-- Supplied entries follows --

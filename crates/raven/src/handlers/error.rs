use axum::{
    http::StatusCode,
    response::{IntoResponse, Response},
    Json,
};
use serde_json::json;

use raven_core::catalog::CatalogError;
use raven_core::orders::OrderError;
use raven_core::storage::{repository_error_to_status_code, RepositoryError};

/// Handler error wrapping `anyhow::Error`.
///
/// Repository errors map to their status code, validation errors to 400 and
/// everything else to 500. The body is `{"error": "<message>"}`.
pub struct AppError(pub anyhow::Error);

impl AppError {
    fn status_code(&self) -> StatusCode {
        if let Some(repo_error) = self.0.downcast_ref::<RepositoryError>() {
            let code = repository_error_to_status_code(repo_error);
            StatusCode::from_u16(code).unwrap_or(StatusCode::INTERNAL_SERVER_ERROR)
        } else if self.0.is::<OrderError>() || self.0.is::<CatalogError>() {
            StatusCode::BAD_REQUEST
        } else {
            StatusCode::INTERNAL_SERVER_ERROR
        }
    }
}

impl IntoResponse for AppError {
    fn into_response(self) -> Response {
        let status_code = self.status_code();
        if status_code.is_server_error() {
            tracing::error!(status = %status_code, error = %self.0, "request failed");
        } else {
            tracing::warn!(status = %status_code, error = %self.0, "request rejected");
        }

        (status_code, Json(json!({ "error": self.0.to_string() }))).into_response()
    }
}

impl<E> From<E> for AppError
where
    E: Into<anyhow::Error>,
{
    fn from(err: E) -> Self {
        Self(err.into())
    }
}

#[cfg(test)]
mod tests {
    use super::*;
    use raven_core::storage::{StoreError, StoreOperation};

    fn status(err: impl Into<anyhow::Error>) -> StatusCode {
        AppError::from(err).into_response().status()
    }

    #[test]
    fn test_status_codes() {
        assert_eq!(
            status(RepositoryError::Validation("bad".to_string())),
            StatusCode::BAD_REQUEST
        );
        assert_eq!(status(OrderError::NoItems), StatusCode::BAD_REQUEST);
        assert_eq!(
            status(CatalogError::MissingCategoryId),
            StatusCode::BAD_REQUEST
        );
        assert_eq!(
            status(RepositoryError::Store {
                entity_type: "Order",
                operation: StoreOperation::Scan,
                id: "*".to_string(),
                source: StoreError::Throttled("slow".to_string()),
            }),
            StatusCode::SERVICE_UNAVAILABLE
        );
        assert_eq!(
            status(anyhow::anyhow!("boom")),
            StatusCode::INTERNAL_SERVER_ERROR
        );
    }
}
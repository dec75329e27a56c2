use serde::{Deserialize, Serialize};

/// A menu category products are grouped under.
#[derive(Debug, Clone, PartialEq, Serialize, Deserialize)]
#[serde(rename_all = "camelCase")]
pub struct Category {
    #[serde(default)]
    pub id: String,
    pub name: String,
    /// Display color (CSS color value).
    pub color: Option<String>,
    pub sort_order: Option<i32>,
    pub description: Option<String>,
    pub icon: Option<String>,
}

impl Category {
    pub fn new(name: impl Into<String>) -> Self {
        Self {
            id: String::new(),
            name: name.into(),
            color: None,
            sort_order: None,
            description: None,
            icon: None,
        }
    }

    pub fn with_id(mut self, id: impl Into<String>) -> Self {
        self.id = id.into();
        self
    }

    pub fn with_sort_order(mut self, sort_order: i32) -> Self {
        self.sort_order = Some(sort_order);
        self
    }
}

/// Which ordering surfaces a product is offered on.
#[derive(Debug, Clone, Copy, PartialEq, Eq, Serialize, Deserialize)]
pub struct VisibleOn {
    pub pos: bool,
    pub app: bool,
}

/// A sellable product.
#[derive(Debug, Clone, PartialEq, Serialize, Deserialize)]
#[serde(rename_all = "camelCase")]
pub struct Product {
    #[serde(default)]
    pub id: String,
    #[serde(default)]
    pub category_id: String,
    pub name: String,
    pub description: Option<String>,
    pub price: f64,
    pub image_url: Option<String>,
    pub tax_rate_id: Option<String>,
    pub visible_on: Option<VisibleOn>,
    #[serde(default)]
    pub ingredients: Vec<String>,
    #[serde(default)]
    pub allergens: Vec<String>,
}

impl Product {
    pub fn new(category_id: impl Into<String>, name: impl Into<String>, price: f64) -> Self {
        Self {
            id: String::new(),
            category_id: category_id.into(),
            name: name.into(),
            description: None,
            price,
            image_url: None,
            tax_rate_id: None,
            visible_on: None,
            ingredients: Vec::new(),
            allergens: Vec::new(),
        }
    }

    pub fn with_id(mut self, id: impl Into<String>) -> Self {
        self.id = id.into();
        self
    }

    pub fn with_allergens<I, S>(mut self, allergens: I) -> Self
    where
        I: IntoIterator<Item = S>,
        S: Into<String>,
    {
        self.allergens = allergens.into_iter().map(Into::into).collect();
        self
    }
}

/// Orders categories by `sortOrder`, unordered ones last, then by name.
pub fn sort_categories(categories: &mut [Category]) {
    categories.sort_by(|a, b| {
        let key = |c: &Category| c.sort_order.unwrap_or(i32::MAX);
        key(a).cmp(&key(b)).then_with(|| a.name.cmp(&b.name))
    });
}

#[cfg(test)]
mod tests {
    use super::*;

    #[test]
    fn test_sort_categories() {
        let mut categories = vec![
            Category::new("Drinks"),
            Category::new("Burgers").with_sort_order(2),
            Category::new("Starters").with_sort_order(1),
            Category::new("Desserts"),
        ];

        sort_categories(&mut categories);

        let names: Vec<_> = categories.iter().map(|c| c.name.as_str()).collect();
        assert_eq!(names, vec!["Starters", "Burgers", "Desserts", "Drinks"]);
    }

    #[test]
    fn test_product_json_shape() {
        let product = Product::new("c1", "Fries", 3.5).with_allergens(["gluten"]);
        let json = serde_json::to_value(&product).unwrap();
        assert_eq!(json["categoryId"], "c1");
        assert_eq!(json["allergens"], serde_json::json!(["gluten"]));
        assert_eq!(json["ingredients"], serde_json::json!([]));
    }
}
use chrono::{SecondsFormat, Utc};

use crate::catalog::{Category, Product};
use crate::orders::Order;

use super::traits::Entity;

/// Current UTC time as ISO-8601 text with millisecond precision.
pub fn timestamp_now() -> String {
    Utc::now().to_rfc3339_opts(SecondsFormat::Millis, true)
}

impl Entity for Order {
    const KIND: &'static str = "Order";

    fn id(&self) -> &str {
        &self.id
    }

    fn set_id(&mut self, id: String) {
        self.id = id;
    }

    fn on_create(&mut self, now: &str) {
        self.created_at = now.to_string();
        self.updated_at = now.to_string();
    }

    fn on_update(&mut self, existing: &Self, now: &str) {
        self.created_at = existing.created_at.clone();
        self.updated_at = now.to_string();
    }
}

impl Entity for Category {
    const KIND: &'static str = "Category";

    fn id(&self) -> &str {
        &self.id
    }

    fn set_id(&mut self, id: String) {
        self.id = id;
    }
}

impl Entity for Product {
    const KIND: &'static str = "Product";

    fn id(&self) -> &str {
        &self.id
    }

    fn set_id(&mut self, id: String) {
        self.id = id;
    }
}
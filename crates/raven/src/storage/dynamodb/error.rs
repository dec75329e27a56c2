//! DynamoDB error mapping.
//!
//! Maps AWS SDK errors to `StoreError` from `raven_core::storage`.

use std::error::Error;
use std::fmt::Debug;

use aws_sdk_dynamodb::error::{DisplayErrorContext, ProvideErrorMetadata, SdkError};

use raven_core::storage::StoreError;

/// Map an SDK error from any DynamoDB operation to StoreError.
///
/// Transport failures become `Unavailable`; service errors are classified by
/// their error code.
pub fn map_sdk_error<E, R>(err: SdkError<E, R>, table: &str, operation: &str) -> StoreError
where
    E: ProvideErrorMetadata + Error + Send + Sync + 'static,
    R: Debug,
{
    if matches!(
        err,
        SdkError::TimeoutError(_) | SdkError::DispatchFailure(_)
    ) {
        return StoreError::Unavailable(format!(
            "{operation} on {table}: {}",
            DisplayErrorContext(&err)
        ));
    }

    let message = err
        .message()
        .map(str::to_string)
        .unwrap_or_else(|| DisplayErrorContext(&err).to_string());

    match err.code() {
        Some("AccessDeniedException") | Some("UnrecognizedClientException") => {
            StoreError::AccessDenied {
                table: table.to_string(),
                message,
            }
        }
        Some("ResourceNotFoundException") => StoreError::TableNotFound(table.to_string()),
        Some("ProvisionedThroughputExceededException")
        | Some("RequestLimitExceeded")
        | Some("ThrottlingException") => {
            StoreError::Throttled(format!("{operation} on {table}: {message}"))
        }
        Some("InternalServerError") | Some("ServiceUnavailable") => {
            StoreError::Unavailable(format!("{operation} on {table}: {message}"))
        }
        _ => StoreError::Service(format!("{operation} on {table} failed: {message}")),
    }
}
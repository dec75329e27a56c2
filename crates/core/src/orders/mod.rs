mod error;
mod operations;
mod types;

pub use error::OrderError;
pub use operations::{apply_create_defaults, parse_status, validate_order};
pub use types::{
    Customer, Modifier, Order, OrderItem, OrderStatus, DEFAULT_CHANNEL, DEFAULT_SOURCE,
    DEFAULT_STATUS,
};
use std::fmt;
use std::str::FromStr;

use serde::{Deserialize, Serialize};

use super::error::OrderError;

/// Status given to orders created without one.
pub const DEFAULT_STATUS: OrderStatus = OrderStatus::New;
/// Source given to orders created without one.
pub const DEFAULT_SOURCE: &str = "mobile";
/// Channel given to orders created without one.
pub const DEFAULT_CHANNEL: &str = "counter";

/// A customer order as stored in the orders table.
///
/// `status` is kept as text so stored values outside [`OrderStatus`] still
/// load. Identifier and timestamps are blank until the repository assigns
/// them on create.
#[derive(Debug, Clone, PartialEq, Serialize, Deserialize)]
#[serde(rename_all = "camelCase")]
pub struct Order {
    #[serde(default)]
    pub id: String,
    #[serde(default)]
    pub status: String,
    #[serde(default)]
    pub source: String,
    #[serde(default)]
    pub channel: String,
    pub eta_minutes: Option<i32>,
    pub customer: Option<Customer>,
    pub notes: Option<String>,
    #[serde(default)]
    pub items: Vec<OrderItem>,
    #[serde(default)]
    pub created_at: String,
    #[serde(default)]
    pub updated_at: String,
}

impl Order {
    /// Creates an order with the default status, source and channel.
    pub fn new(items: Vec<OrderItem>) -> Self {
        Self {
            id: String::new(),
            status: DEFAULT_STATUS.as_str().to_string(),
            source: DEFAULT_SOURCE.to_string(),
            channel: DEFAULT_CHANNEL.to_string(),
            eta_minutes: None,
            customer: None,
            notes: None,
            items,
            created_at: String::new(),
            updated_at: String::new(),
        }
    }

    pub fn with_id(mut self, id: impl Into<String>) -> Self {
        self.id = id.into();
        self
    }

    pub fn with_customer(mut self, customer: Customer) -> Self {
        self.customer = Some(customer);
        self
    }

    pub fn with_notes(mut self, notes: impl Into<String>) -> Self {
        self.notes = Some(notes.into());
        self
    }
}

#[derive(Debug, Clone, PartialEq, Serialize, Deserialize)]
#[serde(rename_all = "camelCase")]
pub struct Customer {
    pub name: String,
    pub phone: Option<String>,
    pub email: Option<String>,
}

impl Customer {
    pub fn new(name: impl Into<String>) -> Self {
        Self {
            name: name.into(),
            phone: None,
            email: None,
        }
    }
}

/// One line of an order.
#[derive(Debug, Clone, PartialEq, Serialize, Deserialize)]
#[serde(rename_all = "camelCase")]
pub struct OrderItem {
    pub product_id: String,
    /// Product name at the time the order was placed.
    pub name_snapshot: Option<String>,
    pub quantity: i32,
    pub unit_price: f64,
    #[serde(default)]
    pub modifiers: Vec<Modifier>,
    pub notes: Option<String>,
    /// Kitchen station the line is routed to.
    pub station: Option<String>,
    pub course: Option<String>,
}

impl OrderItem {
    pub fn new(product_id: impl Into<String>, quantity: i32, unit_price: f64) -> Self {
        Self {
            product_id: product_id.into(),
            name_snapshot: None,
            quantity,
            unit_price,
            modifiers: Vec::new(),
            notes: None,
            station: None,
            course: None,
        }
    }

    pub fn with_modifier(mut self, modifier: Modifier) -> Self {
        self.modifiers.push(modifier);
        self
    }
}

#[derive(Debug, Clone, PartialEq, Serialize, Deserialize)]
#[serde(rename_all = "camelCase")]
pub struct Modifier {
    pub id: Option<String>,
    pub name: String,
    pub price_delta: f64,
}

impl Modifier {
    pub fn new(name: impl Into<String>, price_delta: f64) -> Self {
        Self {
            id: None,
            name: name.into(),
            price_delta,
        }
    }
}

/// The closed set of statuses accepted from clients.
#[derive(Debug, Clone, Copy, PartialEq, Eq, Hash, Serialize, Deserialize)]
#[serde(rename_all = "SCREAMING_SNAKE_CASE")]
pub enum OrderStatus {
    New,
    Accepted,
    InProgress,
    Ready,
    Completed,
    Canceled,
}

impl OrderStatus {
    pub const ALL: [OrderStatus; 6] = [
        OrderStatus::New,
        OrderStatus::Accepted,
        OrderStatus::InProgress,
        OrderStatus::Ready,
        OrderStatus::Completed,
        OrderStatus::Canceled,
    ];

    pub fn as_str(&self) -> &'static str {
        match self {
            OrderStatus::New => "NEW",
            OrderStatus::Accepted => "ACCEPTED",
            OrderStatus::InProgress => "IN_PROGRESS",
            OrderStatus::Ready => "READY",
            OrderStatus::Completed => "COMPLETED",
            OrderStatus::Canceled => "CANCELED",
        }
    }
}

impl fmt::Display for OrderStatus {
    fn fmt(&self, f: &mut fmt::Formatter<'_>) -> fmt::Result {
        f.write_str(self.as_str())
    }
}

impl FromStr for OrderStatus {
    type Err = OrderError;

    /// Parses a status case-insensitively, e.g. `in_progress` or `READY`.
    fn from_str(s: &str) -> Result<Self, Self::Err> {
        let wanted = s.trim();
        OrderStatus::ALL
            .into_iter()
            .find(|status| status.as_str().eq_ignore_ascii_case(wanted))
            .ok_or_else(|| OrderError::InvalidStatus(s.to_string()))
    }
}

-- Supplied entries concluded --

What is required - Give back exactly the lines from the first line of the records through the line holding "else if self.0.is::<OrderError>()", including both of those lines and leaving out all others.

Result of this task -
filename crates/raven/src/handlers/error.rs
use axum::{
    http::StatusCode,
    response::{IntoResponse, Response},
    Json,
};
use serde_json::json;

use raven_core::catalog::CatalogError;
use raven_core::orders::OrderError;
use raven_core::storage::{repository_error_to_status_code, RepositoryError};

/// Handler error wrapping `anyhow::Error`.
///
/// Repository errors map to their status code, validation errors to 400 and
/// everything else to 500. The body is `{"error": "<message>"}`.
pub struct AppError(pub anyhow::Error);

impl AppError {
    fn status_code(&self) -> StatusCode {
        if let Some(repo_error) = self.0.downcast_ref::<RepositoryError>() {
            let code = repository_error_to_status_code(repo_error);
            StatusCode::from_u16(code).unwrap_or(StatusCode::INTERNAL_SERVER_ERROR)
        } else if self.0.is::<OrderError>() || self.0.is::<CatalogError>() {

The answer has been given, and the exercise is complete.